◆ WORK ORDER ◆
Report every line below that has the string "async" in it.

◆ RECORDS FOR THIS TASK ◆
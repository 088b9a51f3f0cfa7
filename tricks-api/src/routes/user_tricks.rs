/// The signed-in user's trick pages
///
/// | method | path                                 | handler          |
/// |--------|--------------------------------------|------------------|
/// | GET    | `/user`                              | [`index`]        |
/// | GET    | `/user/tricks/new`                   | [`create_form`]  |
/// | POST   | `/user/tricks/new`                   | [`store`]        |
/// | GET    | `/user/tricks/:slug`                 | [`edit_form`]    |
/// | POST   | `/user/tricks/:slug`                 | [`update`]       |
/// | GET    | `/user/tricks/:slug/delete`          | [`delete`]       |
/// | GET    | `/user/tricks/:slug/archive/delete`  | [`delete_archive`] |
///
/// Every route needs a valid access token. The `:slug` routes also run the
/// owner guard, which resolves the trick and hands it to the handler as
/// `Extension<Trick>`.
///
/// Form posts are `multipart/form-data` with the fields `title`,
/// `description`, `code`, repeated `tags` and `categories` (trick ids, a `[]`
/// suffix is accepted) and an optional `archive` file.

use axum::{
    extract::{Multipart, State},
    http::HeaderMap,
    Extension,
};
use serde_json::json;
use tracing::{debug, info};
use tricks_shared::{
    auth::middleware::AuthContext,
    forms::{ArchiveUpload, FieldError, FormError, TrickForm, TrickFormInput, ValidTrick},
    lang::Message,
    models::trick::Trick,
};

use crate::{
    app::AppState,
    error::ApiResult,
    response::{FlashRedirect, View},
};

pub const USER_INDEX_PATH: &str = "/user";
pub const NEW_TRICK_PATH: &str = "/user/tricks/new";

/// Path of the edit page for `slug`
pub fn edit_path(slug: &str) -> String {
    format!("/user/tricks/{}", slug)
}

/// Lists the caller's tricks, newest first
pub async fn index(
    State(state): State<AppState>,
    Extension(auth): Extension<AuthContext>,
) -> ApiResult<View> {
    let tricks = state.tricks.list_for_user(auth.user_id).await?;

    Ok(View::new("user.index", json!({ "tricks": tricks })))
}

pub async fn create_form(State(state): State<AppState>) -> ApiResult<View> {
    let tag_list = state.tags.list_all().await?;
    let category_list = state.categories.list_all().await?;

    Ok(View::new(
        "tricks.new",
        json!({
            "tag_list": tag_list,
            "category_list": category_list,
        }),
    ))
}

/// Creates a trick owned by the caller
///
/// An invalid form redirects back with the errors and writes nothing.
pub async fn store(
    State(state): State<AppState>,
    Extension(auth): Extension<AuthContext>,
    headers: HeaderMap,
    multipart: Multipart,
) -> ApiResult<FlashRedirect> {
    let (input, archive) = read_submission(multipart).await?;

    let valid = match validate(&state, TrickForm::creation(input, archive)).await? {
        Ok(valid) => valid,
        Err(errors) => {
            return Ok(FlashRedirect::back(&headers, NEW_TRICK_PATH).with_errors(errors));
        }
    };

    let trick = state
        .tricks
        .create(valid.data.into_create(auth.user_id))
        .await?;

    if let Some(upload) = &valid.archive {
        state.archives.store(trick.id, upload).await?;
    }

    info!(
        trick_id = %trick.id,
        user_id = %auth.user_id,
        slug = %trick.slug,
        with_archive = valid.archive.is_some(),
        "Trick created"
    );

    Ok(FlashRedirect::to(USER_INDEX_PATH))
}

pub async fn edit_form(
    State(state): State<AppState>,
    Extension(trick): Extension<Trick>,
) -> ApiResult<View> {
    let tag_list = state.tags.list_all().await?;
    let category_list = state.categories.list_all().await?;
    let selected_tags = state.tricks.list_tag_ids_for_trick(&trick).await?;
    let selected_categories = state.tricks.list_category_ids_for_trick(&trick).await?;
    let archive = state.archives.current(trick.id).await?;

    Ok(View::new(
        "tricks.edit",
        json!({
            "tag_list": tag_list,
            "selected_tags": selected_tags,
            "category_list": category_list,
            "selected_categories": selected_categories,
            "archive": archive,
            "trick": trick,
        }),
    ))
}

/// Applies an edit; a new archive replaces the whole archive folder
pub async fn update(
    State(state): State<AppState>,
    Extension(trick): Extension<Trick>,
    headers: HeaderMap,
    multipart: Multipart,
) -> ApiResult<FlashRedirect> {
    let (input, archive) = read_submission(multipart).await?;

    let valid = match validate(&state, TrickForm::edit(trick.id, input, archive)).await? {
        Ok(valid) => valid,
        Err(errors) => {
            return Ok(FlashRedirect::back(&headers, edit_path(&trick.slug)).with_errors(errors));
        }
    };

    let updated = state.tricks.edit(&trick, valid.data.into_update()).await?;

    if let Some(upload) = &valid.archive {
        state.archives.replace(trick.id, upload).await?;
    }

    info!(
        trick_id = %trick.id,
        old_slug = %trick.slug,
        slug = %updated.slug,
        archive_replaced = valid.archive.is_some(),
        "Trick updated"
    );

    Ok(FlashRedirect::to(edit_path(&updated.slug)).with_success(Message::TrickUpdated))
}

/// Detaches tags, detaches categories, deletes the row, then the folder
///
/// The steps are not transactional: a failure part way leaves the earlier
/// steps applied.
pub async fn delete(
    State(state): State<AppState>,
    Extension(trick): Extension<Trick>,
) -> ApiResult<FlashRedirect> {
    let tags = state.tricks.detach_tags(&trick).await?;
    let categories = state.tricks.detach_categories(&trick).await?;
    state.tricks.delete(&trick).await?;
    state.archives.delete_folder(trick.id).await?;

    info!(
        trick_id = %trick.id,
        slug = %trick.slug,
        detached_tags = tags,
        detached_categories = categories,
        "Trick deleted"
    );

    Ok(FlashRedirect::to(USER_INDEX_PATH).with_success(Message::TrickDeleted))
}

pub async fn delete_archive(
    State(state): State<AppState>,
    Extension(trick): Extension<Trick>,
) -> ApiResult<FlashRedirect> {
    let existed = state.archives.delete_folder(trick.id).await?;
    info!(trick_id = %trick.id, existed, "Trick archive deleted");

    Ok(FlashRedirect::to(edit_path(&trick.slug))
        .with_success(Message::TrickArchiveDeleted))
}

/// Runs form validation, separating field errors from infrastructure errors
async fn validate(
    state: &AppState,
    form: TrickForm,
) -> ApiResult<Result<ValidTrick, Vec<FieldError>>> {
    match form
        .validate(&*state.tricks, &*state.tags, &*state.categories)
        .await
    {
        Ok(valid) => Ok(Ok(valid)),
        Err(FormError::Invalid(errors)) => {
            debug!(errors = errors.len(), "Trick form rejected");
            Ok(Err(errors))
        }
        Err(e) => Err(e.into()),
    }
}

/// Collects the trick fields and the archive part from a multipart body
///
/// Unknown fields are ignored. Blank `tags`/`categories` entries, as sent by
/// an empty select, are skipped.
async fn read_submission(mut multipart: Multipart) -> ApiResult<(TrickFormInput, ArchiveUpload)> {
    let mut input = TrickFormInput::default();
    let mut archive = ArchiveUpload::Absent;

    while let Some(field) = multipart.next_field().await? {
        let name = field.name().unwrap_or_default().to_string();

        match name.trim_end_matches("[]") {
            "title" => input.title = field.text().await?,
            "description" => input.description = field.text().await?,
            "code" => input.code = field.text().await?,
            "tags" => push_id(&mut input.tags, field.text().await?),
            "categories" => push_id(&mut input.categories, field.text().await?),
            "archive" => {
                let file_name = field.file_name().map(str::to_string);
                let data = field.bytes().await?;
                archive = ArchiveUpload::from_part(file_name.as_deref(), data);
            }
            _ => {}
        }
    }

    Ok((input, archive))
}

fn push_id(ids: &mut Vec<String>, value: String) {
    if !value.trim().is_empty() {
        ids.push(value);
    }
}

◆ RESULT FOR THIS EXERCISE ◆
pub async fn index(
pub async fn create_form(State(state): State<AppState>) -> ApiResult<View> {
pub async fn store(
pub async fn edit_form(
pub async fn update(
pub async fn delete(
pub async fn delete_archive(
async fn validate(
async fn read_submission(mut multipart: Multipart) -> ApiResult<(TrickFormInput, ArchiveUpload)> {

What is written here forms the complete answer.